Title 11 of Cures is entitled “Compassionate Communication on HIPAA.” Under the sections of this title, Cures directs the Office of Civil Rights to issue new guidance to clarify when a health care provider or covered entity under HIPAA may use or disclose PHI specifically related to the treatment of an adult with a mental health or substance abuse disorder. This includes clarifying the parameters for sharing mental health and substance abuse information with close relatives. This title also requires HHS—with the help of stakeholders—to assess the impact of the recent, stricter updates to HIPAA governing the confidentiality of alcohol and drug abuse patient records under 42 CFR Part 2. While no specific changes to HIPAA were made as a result of this title, Congress’ directive alludes that future updates are impending.

  1. Updates to the Medicare hospital readmissions program

Titles 15, 16, and 17 of Cures amend certain portions of Medicare reimbursement regulations, including Medicare’s hospital readmission program.

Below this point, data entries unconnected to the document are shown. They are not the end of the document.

// SPDX-FileCopyrightText: 2025 Jason Pena <jasonpena@awkless.com>
// SPDX-License-Identifier: MIT

//! Configuration layout.
//!
//! Specify the layout of the configuration file that drives the snapshot
//! pipeline to simplify the process of serialization and deserialization.
//! File I/O is left to the caller to figure out.
//!
//! # General Layout
//!
//! ```toml
//! [repository]
//! url = "https://github.com/mdn/content.git"
//! path = "content"
//! remote = "origin"
//! clone = "blobless"
//!
//! [snapshot]
//! ref = "origin/main"
//! date = "2024-01-15"
//! cleanup = false
//!
//! [redirects]
//! path = "files/en-us/_redirects.txt"
//! capture = true
//!
//! [tool]
//! program = "yarn"
//! args = ["-s", "content", "inventory"]
//! install = ["yarn", "install", "--frozen-lockfile"]
//! ```
//!
//! Every section and every field is optional. Missing values fall back to
//! their defaults.

use crate::{path::default_work_dir, snapshot::date::TargetDate};

use serde::{Deserialize, Serialize};
use std::{
    fmt::{Display, Error as FmtError, Formatter, Result as FmtResult},
    path::PathBuf,
    str::FromStr,
};

/// Full pipeline configuration.
///
/// Passed explicitly into [`Pipeline`](crate::pipeline::Pipeline). There is
/// no global configuration state.
#[derive(Default, Debug, PartialEq, Eq, Clone, Deserialize, Serialize)]
#[serde(default)]
pub struct PipelineConfig {
    /// Source repository and its working copy.
    pub repository: RepositorySettings,

    /// Which state of the repository to snapshot.
    pub snapshot: SnapshotSettings,

    /// Where the redirect table lives inside the working copy.
    pub redirects: RedirectSettings,

    /// External inventory tool invocation.
    pub tool: ToolSettings,
}

impl FromStr for PipelineConfig {
    type Err = ConfigError;

    fn from_str(data: &str) -> Result<Self, Self::Err> {
        let mut config: PipelineConfig =
            toml::de::from_str(data).map_err(ConfigError::Deserialize)?;

        // INVARIANT: Perform shell expansion on working copy path.
        config.repository.path = PathBuf::from(
            shellexpand::full(config.repository.path.to_string_lossy().as_ref())
                .map_err(ConfigError::ShellExpansion)?
                .into_owned(),
        );

        Ok(config)
    }
}

impl Display for PipelineConfig {
    fn fmt(&self, fmt: &mut Formatter<'_>) -> FmtResult {
        fmt.write_str(
            toml::ser::to_string_pretty(self)
                .map_err(ConfigError::Serialize)?
                .as_str(),
        )
    }
}

/// Source repository settings.
#[derive(Debug, PartialEq, Eq, Clone, Deserialize, Serialize)]
#[serde(default)]
pub struct RepositorySettings {
    /// Remote URL to clone the repository from. SSH and HTTPS both work.
    pub url: String,

    /// Local path of the working copy.
    pub path: PathBuf,

    /// Name of the remote fetched before resolving commits.
    pub remote: String,

    /// How much of the repository to transfer on clone.
    pub clone: CloneStrategy,
}

impl Default for RepositorySettings {
    fn default() -> Self {
        Self {
            url: "https://github.com/mdn/content.git".into(),
            path: default_work_dir(),
            remote: "origin".into(),
            clone: CloneStrategy::default(),
        }
    }
}

/// Snapshot target settings.
#[derive(Debug, PartialEq, Eq, Clone, Deserialize, Serialize)]
#[serde(default)]
pub struct SnapshotSettings {
    /// Branch, tag, or commit to snapshot.
    #[serde(rename = "ref")]
    pub git_ref: String,

    /// Snapshot the state of the ref as of the start of this day.
    pub date: Option<TargetDate>,

    /// Remove the working copy after a successful run.
    pub cleanup: bool,
}

impl Default for SnapshotSettings {
    fn default() -> Self {
        Self {
            git_ref: "origin/main".into(),
            date: None,
            cleanup: false,
        }
    }
}

/// Redirect table settings.
#[derive(Debug, PartialEq, Eq, Clone, Deserialize, Serialize)]
#[serde(default)]
pub struct RedirectSettings {
    /// Path of the redirect file relative to the working copy.
    pub path: PathBuf,

    /// Read the redirect file at all. When disabled the artifact carries an
    /// empty redirect table.
    pub capture: bool,
}

impl Default for RedirectSettings {
    fn default() -> Self {
        Self {
            path: PathBuf::from("files/en-us/_redirects.txt"),
            capture: true,
        }
    }
}

/// External inventory tool settings.
#[derive(Debug, PartialEq, Eq, Clone, Deserialize, Serialize)]
#[serde(default)]
pub struct ToolSettings {
    /// Program that prints the inventory as JSON on stdout.
    pub program: String,

    /// Arguments passed to the program.
    pub args: Vec<String>,

    /// Command that installs the tool's dependencies, run before the tool.
    pub install: Option<Vec<String>>,
}

impl Default for ToolSettings {
    fn default() -> Self {
        Self {
            program: "yarn".into(),
            args: vec!["-s".into(), "content".into(), "inventory".into()],
            install: Some(vec![
                "yarn".into(),
                "install".into(),
                "--frozen-lockfile".into(),
            ]),
        }
    }
}

/// Clone filter strategy.
///
/// Partial clones skip object content up front, and let Git fetch it on
/// demand during checkout.
#[derive(Default, Debug, PartialEq, Eq, Clone, Copy, Deserialize, Serialize)]
#[serde(rename_all = "lowercase")]
pub enum CloneStrategy {
    /// Transfer everything.
    Full,

    /// Skip file content, i.e., `--filter=blob:none`.
    #[default]
    Blobless,

    /// Skip trees and file content, i.e., `--filter=tree:0`.
    Treeless,
}

impl CloneStrategy {
    /// Object filter passed to git-clone, if any.
    pub fn filter(&self) -> Option<&'static str> {
        match self {
            Self::Full => None,
            Self::Blobless => Some("blob:none"),
            Self::Treeless => Some("tree:0"),
        }
    }
}

/// Configuration error types.
#[derive(Clone, Debug, thiserror::Error)]
pub enum ConfigError {
    /// Failed to deserialize configuration.
    #[error(transparent)]
    Deserialize(#[from] toml::de::Error),

    /// Failed to serialize configuration.
    #[error(transparent)]
    Serialize(#[from] toml::ser::Error),

    /// Failed to perform shell expansion on configuration.
    #[error(transparent)]
    ShellExpansion(#[from] shellexpand::LookupError<std::env::VarError>),
}

impl From<ConfigError> for FmtError {
    fn from(_: ConfigError) -> Self {
        FmtError
    }
}

#[cfg(test)]
mod tests {
    use super::*;
    use indoc::indoc;
    use pretty_assertions::assert_eq;
    use sealed_test::prelude::*;

    #[sealed_test(env = [("SNAPSHOT_HOME", "/var/cache/snapshot")])]
    fn deserialize_pipeline_config() -> anyhow::Result<()> {
        let result: PipelineConfig = r#"
            [repository]
            url = "git@github.com:mdn/content.git"
            path = "$SNAPSHOT_HOME/content"
            remote = "upstream"
            clone = "treeless"

            [snapshot]
            ref = "upstream/main"
            date = "2024-01-15"
            cleanup = true

            [redirects]
            path = "files/_redirects.txt"
            capture = false

            [tool]
            program = "node"
            args = ["scripts/inventory.js", "--json"]
            install = ["npm", "ci"]
        "#
        .parse()?;

        let expect = PipelineConfig {
            repository: RepositorySettings {
                url: "git@github.com:mdn/content.git".into(),
                path: PathBuf::from("/var/cache/snapshot/content"),
                remote: "upstream".into(),
                clone: CloneStrategy::Treeless,
            },
            snapshot: SnapshotSettings {
                git_ref: "upstream/main".into(),
                date: Some("2024-01-15".parse()?),
                cleanup: true,
            },
            redirects: RedirectSettings {
                path: PathBuf::from("files/_redirects.txt"),
                capture: false,
            },
            tool: ToolSettings {
                program: "node".into(),
                args: vec!["scripts/inventory.js".into(), "--json".into()],
                install: Some(vec!["npm".into(), "ci".into()]),
            },
        };

        assert_eq!(result, expect);

        Ok(())
    }

    #[test]
    fn deserialize_partial_config_fills_defaults() -> anyhow::Result<()> {
        let result: PipelineConfig = r#"
            [snapshot]
            date = "2023-06-01"
        "#
        .parse()?;

        let expect = PipelineConfig {
            snapshot: SnapshotSettings {
                date: Some("2023-06-01".parse()?),
                ..SnapshotSettings::default()
            },
            ..PipelineConfig::default()
        };

        assert_eq!(result, expect);
        assert_eq!(result.repository.path, PathBuf::from("content"));
        assert_eq!(result.snapshot.git_ref, "origin/main");
        assert!(result.redirects.capture);

        Ok(())
    }

    #[test]
    fn deserialize_rejects_malformed_date() {
        let result = r#"
            [snapshot]
            date = "15/01/2024"
        "#
        .parse::<PipelineConfig>();

        assert!(matches!(result, Err(ConfigError::Deserialize(_))));
    }

    #[test]
    fn serialize_pipeline_config() {
        let result = PipelineConfig {
            repository: RepositorySettings {
                url: "https://example.org/content.git".into(),
                path: PathBuf::from("/tmp/content"),
                remote: "origin".into(),
                clone: CloneStrategy::Full,
            },
            snapshot: SnapshotSettings {
                git_ref: "v1.0.0".into(),
                date: None,
                cleanup: false,
            },
            redirects: RedirectSettings::default(),
            tool: ToolSettings {
                program: "node".into(),
                args: vec!["inventory.js".into(), "--json".into()],
                install: None,
            },
        }
        .to_string();

        let expect = indoc! {r#"
            [repository]
            url = "https://example.org/content.git"
            path = "/tmp/content"
            remote = "origin"
            clone = "full"

            [snapshot]
            ref = "v1.0.0"
            cleanup = false

            [redirects]
            path = "files/en-us/_redirects.txt"
            capture = true

            [tool]
            program = "node"
            args = [
                "inventory.js",
                "--json",
            ]
        "#};

        assert_eq!(result, expect);
    }

    #[test]
    fn clone_strategy_filters() {
        assert_eq!(CloneStrategy::Full.filter(), None);
        assert_eq!(CloneStrategy::Blobless.filter(), Some("blob:none"));
        assert_eq!(CloneStrategy::Treeless.filter(), Some("tree:0"));
    }
}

Section 15002 requires the Secretary of HHS to implement a transitional risk adjustment methodology to allow hospitals to account for patient backgrounds under the Hospital Readmissions Reduction Program (HRRP). Since the implementation of the Affordable Care Act (ACA), hospitals have traditionally been at-fault if a patient returns to the hospital within 30 days after discharge for the same reason that the patient originally was admitted. This is most notable for hospitals located in impoverished areas, where readmission rates can be higher as a result of a patient’s inability to afford medication, healthy food, or transportation to primary-care doctors. Cures now requires CMS to adjust penalties under HRRP based on the proportion of a hospital’s patients who are dual-eligible for Medicare and Medicaid. Dual-eligible patients are often expensive; they accounted for one third of total Medicare fee-for-service spending in 2012, while only comprising 18% of the total beneficiaries.

The Secretary of HHS is also authorized to construct a permanent risk-adjustment method for HRRP. However, Cures does not designate a specific framework beyond the Secretary needing to assign hospitals to groups based on its proportion of dual-eligible patients and apply “a methodology in a manner that allows for separate comparison of hospitals within each group.” Due to the difficulty in capturing which variables contribute most to risk of readmission, we can expect the HRRP risk-adjustment methodology to continue to evolve in the near future.

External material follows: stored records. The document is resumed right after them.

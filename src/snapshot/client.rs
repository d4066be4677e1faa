// SPDX-FileCopyrightText: 2025 Jason Pena <jasonpena@awkless.com>
// SPDX-License-Identifier: MIT

//! Source repository access.
//!
//! Everything the snapshot resolver and the provenance reader need from the
//! source repository goes through [`RepositoryClient`]. The one real
//! implementation, [`GitCli`], shells out to the Git binary. libgit2 cannot
//! perform partial clones, nor open a repository created by one.

use crate::{
    config::CloneStrategy,
    snapshot::{date::CommitStamp, ResolvedCommit},
};

use chrono::{DateTime, Utc};
use std::{
    ffi::{OsStr, OsString},
    path::Path,
    process::Command,
};
use tracing::{debug, instrument};

/// Layer of indirection for source repository access.
pub trait RepositoryClient {
    /// Check if path holds a usable working copy.
    fn is_repository(&self, path: &Path) -> bool;

    /// Clone repository at `url` into `path`.
    fn clone_repository(&self, url: &str, path: &Path, strategy: CloneStrategy) -> Result<()>;

    /// Fetch latest history of target remote.
    fn fetch(&self, path: &Path, remote: &str) -> Result<()>;

    /// Resolve revision to a full commit identifier.
    fn rev_parse(&self, path: &Path, rev: &str) -> Result<String>;

    /// List every commit reachable from revision with its author time,
    /// newest first.
    fn history(&self, path: &Path, rev: &str) -> Result<Vec<CommitStamp>>;

    /// Detach working copy at target commit.
    fn checkout_detached(&self, path: &Path, commit: &str) -> Result<()>;

    /// Read identity and author time of the checked-out commit.
    fn head_commit(&self, path: &Path) -> Result<ResolvedCommit>;
}

impl<T> RepositoryClient for &T
where
    T: RepositoryClient + ?Sized,
{
    fn is_repository(&self, path: &Path) -> bool {
        (**self).is_repository(path)
    }

    fn clone_repository(&self, url: &str, path: &Path, strategy: CloneStrategy) -> Result<()> {
        (**self).clone_repository(url, path, strategy)
    }

    fn fetch(&self, path: &Path, remote: &str) -> Result<()> {
        (**self).fetch(path, remote)
    }

    fn rev_parse(&self, path: &Path, rev: &str) -> Result<String> {
        (**self).rev_parse(path, rev)
    }

    fn history(&self, path: &Path, rev: &str) -> Result<Vec<CommitStamp>> {
        (**self).history(path, rev)
    }

    fn checkout_detached(&self, path: &Path, commit: &str) -> Result<()> {
        (**self).checkout_detached(path, commit)
    }

    fn head_commit(&self, path: &Path) -> Result<ResolvedCommit> {
        (**self).head_commit(path)
    }
}

/// Repository access through the Git binary.
#[derive(Debug, Clone)]
pub struct GitCli {
    program: OsString,
}

impl GitCli {
    /// Construct new Git client using target binary.
    pub fn new(program: impl Into<OsString>) -> Self {
        Self {
            program: program.into(),
        }
    }

    fn gitcall(
        &self,
        path: Option<&Path>,
        args: impl IntoIterator<Item = impl AsRef<OsStr>>,
    ) -> Result<String> {
        let mut bin_args: Vec<OsString> = Vec::new();
        if let Some(path) = path {
            bin_args.extend(["-C".into(), path.as_os_str().to_owned()]);
        }
        bin_args.extend(args.into_iter().map(|arg| arg.as_ref().to_owned()));

        syscall_non_interactive(&self.program, bin_args)
    }
}

impl Default for GitCli {
    fn default() -> Self {
        Self::new("git")
    }
}

impl RepositoryClient for GitCli {
    fn is_repository(&self, path: &Path) -> bool {
        // INVARIANT: Only accept a working copy rooted at path itself, not
        // some parent repository that happens to contain it.
        if !path.join(".git").exists() {
            return false;
        }

        self.gitcall(Some(path), ["rev-parse", "--git-dir"]).is_ok()
    }

    #[instrument(skip(self), level = "debug")]
    fn clone_repository(&self, url: &str, path: &Path, strategy: CloneStrategy) -> Result<()> {
        let mut args: Vec<OsString> = vec!["clone".into()];
        if let Some(filter) = strategy.filter() {
            args.push(format!("--filter={filter}").into());
        }
        args.extend(["--".into(), url.into(), path.as_os_str().to_owned()]);

        self.gitcall(None, args)?;
        Ok(())
    }

    #[instrument(skip(self), level = "debug")]
    fn fetch(&self, path: &Path, remote: &str) -> Result<()> {
        self.gitcall(Some(path), ["fetch", "--prune", remote])?;
        Ok(())
    }

    fn rev_parse(&self, path: &Path, rev: &str) -> Result<String> {
        self.gitcall(
            Some(path),
            ["rev-parse", "--verify", format!("{rev}^{{commit}}").as_str()],
        )
    }

    #[instrument(skip(self), level = "debug")]
    fn history(&self, path: &Path, rev: &str) -> Result<Vec<CommitStamp>> {
        let output = self.gitcall(Some(path), ["log", "--format=%at %H", rev, "--"])?;
        let history = output
            .lines()
            .map(|line| parse_stamp(line).ok_or_else(|| malformed("git log", line)))
            .collect::<Result<Vec<_>>>()?;
        debug!("{} commits reachable from {rev}", history.len());

        Ok(history)
    }

    #[instrument(skip(self), level = "debug")]
    fn checkout_detached(&self, path: &Path, commit: &str) -> Result<()> {
        self.gitcall(
            Some(path),
            [
                "-c",
                "advice.detachedHead=false",
                "checkout",
                "--quiet",
                "--detach",
                commit,
            ],
        )?;
        Ok(())
    }

    fn head_commit(&self, path: &Path) -> Result<ResolvedCommit> {
        let output = self.gitcall(
            Some(path),
            ["log", "-1", "--format=%H%x00%h%x00%at", "HEAD"],
        )?;

        let mut fields = output.split('\0');
        let (Some(id), Some(short_id), Some(author_time), None) =
            (fields.next(), fields.next(), fields.next(), fields.next())
        else {
            return Err(malformed("git log", &output));
        };
        let author_date =
            parse_epoch(author_time).ok_or_else(|| malformed("git log", &output))?;

        Ok(ResolvedCommit {
            id: id.to_string(),
            short_id: short_id.to_string(),
            author_date,
        })
    }
}

fn parse_stamp(line: &str) -> Option<CommitStamp> {
    let (time, id) = line.split_once(' ')?;
    Some(CommitStamp::new(id.trim(), parse_epoch(time)?))
}

fn parse_epoch(seconds: &str) -> Option<DateTime<Utc>> {
    DateTime::from_timestamp(seconds.trim().parse().ok()?, 0)
}

fn malformed(command: &str, output: &str) -> ClientError {
    ClientError::MalformedOutput {
        command: command.to_string(),
        output: output.to_string(),
    }
}

fn syscall_non_interactive(
    cmd: impl AsRef<OsStr>,
    args: impl IntoIterator<Item = impl AsRef<OsStr>>,
) -> Result<String> {
    let args = args.into_iter().map(|arg| arg.as_ref().to_owned()).collect::<Vec<_>>();
    debug!("run {:?} {:?}", cmd.as_ref(), args);

    // INVARIANT: Never block on credential prompts.
    let output = Command::new(cmd.as_ref())
        .args(&args)
        .env("GIT_TERMINAL_PROMPT", "0")
        .output()?;
    let stdout = String::from_utf8_lossy(output.stdout.as_slice()).into_owned();
    let stderr = String::from_utf8_lossy(output.stderr.as_slice()).into_owned();

    if !output.status.success() {
        return Err(ClientError::Failed {
            command: format!("{} {}", cmd.as_ref().to_string_lossy(), join_args(&args)),
            stderr: stderr.trim_end().to_string(),
        });
    }

    // INVARIANT: Chomp trailing newlines.
    Ok(stdout.trim_end_matches(['\r', '\n']).to_string())
}

fn join_args(args: &[OsString]) -> String {
    args.iter()
        .map(|arg| arg.to_string_lossy().into_owned())
        .collect::<Vec<_>>()
        .join(" ")
}

/// All possible error types for source repository access.
#[derive(Debug, thiserror::Error)]
pub enum ClientError {
    /// Git binary could not be run at all.
    #[error(transparent)]
    Syscall(#[from] std::io::Error),

    /// Git ran but reported failure.
    #[error("command {command:?} failed:\n{stderr}")]
    Failed { command: String, stderr: String },

    /// Git output did not have the expected shape.
    #[error("unexpected output from {command}: {output:?}")]
    MalformedOutput { command: String, output: String },
}

/// Friendly result alias :3
pub type Result<T, E = ClientError> = std::result::Result<T, E>;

  1. Small employer health reimbursement arrangements

At the very end of Cures, Section 18001 amends the ACA and the Internal Revenue Code (IRC) to allow small employers, those with fewer than 50 employees, to establish health reimbursement arrangements (HRAs). Beginning on January 1, 2017, qualifying small employers can reimburse their employees up to $4,950 annually for employee-only coverage and $10,000 annually for family coverage, in lieu of providing employer-sponsored insurance. Other specific requirements apply, such as that an employee using this arrangement must show he or she actually buys health coverage, and an employer participating in the arrangement cannot use a salary reduction mechanism. HRAs were previously prohibited by the ACA and IRC for violating group health plan rules under these laws. Now that it is officially a permissible practice under the enumerated guidelines in Cures, such arrangements will likely become more widespread and increase enrollment in states’ individual health insurance markets as a result.


DISCLAIMER: Because of the generality of this update, the information provided herein may not be applicable in all situations and should not be acted upon without specific legal advice based on particular situations.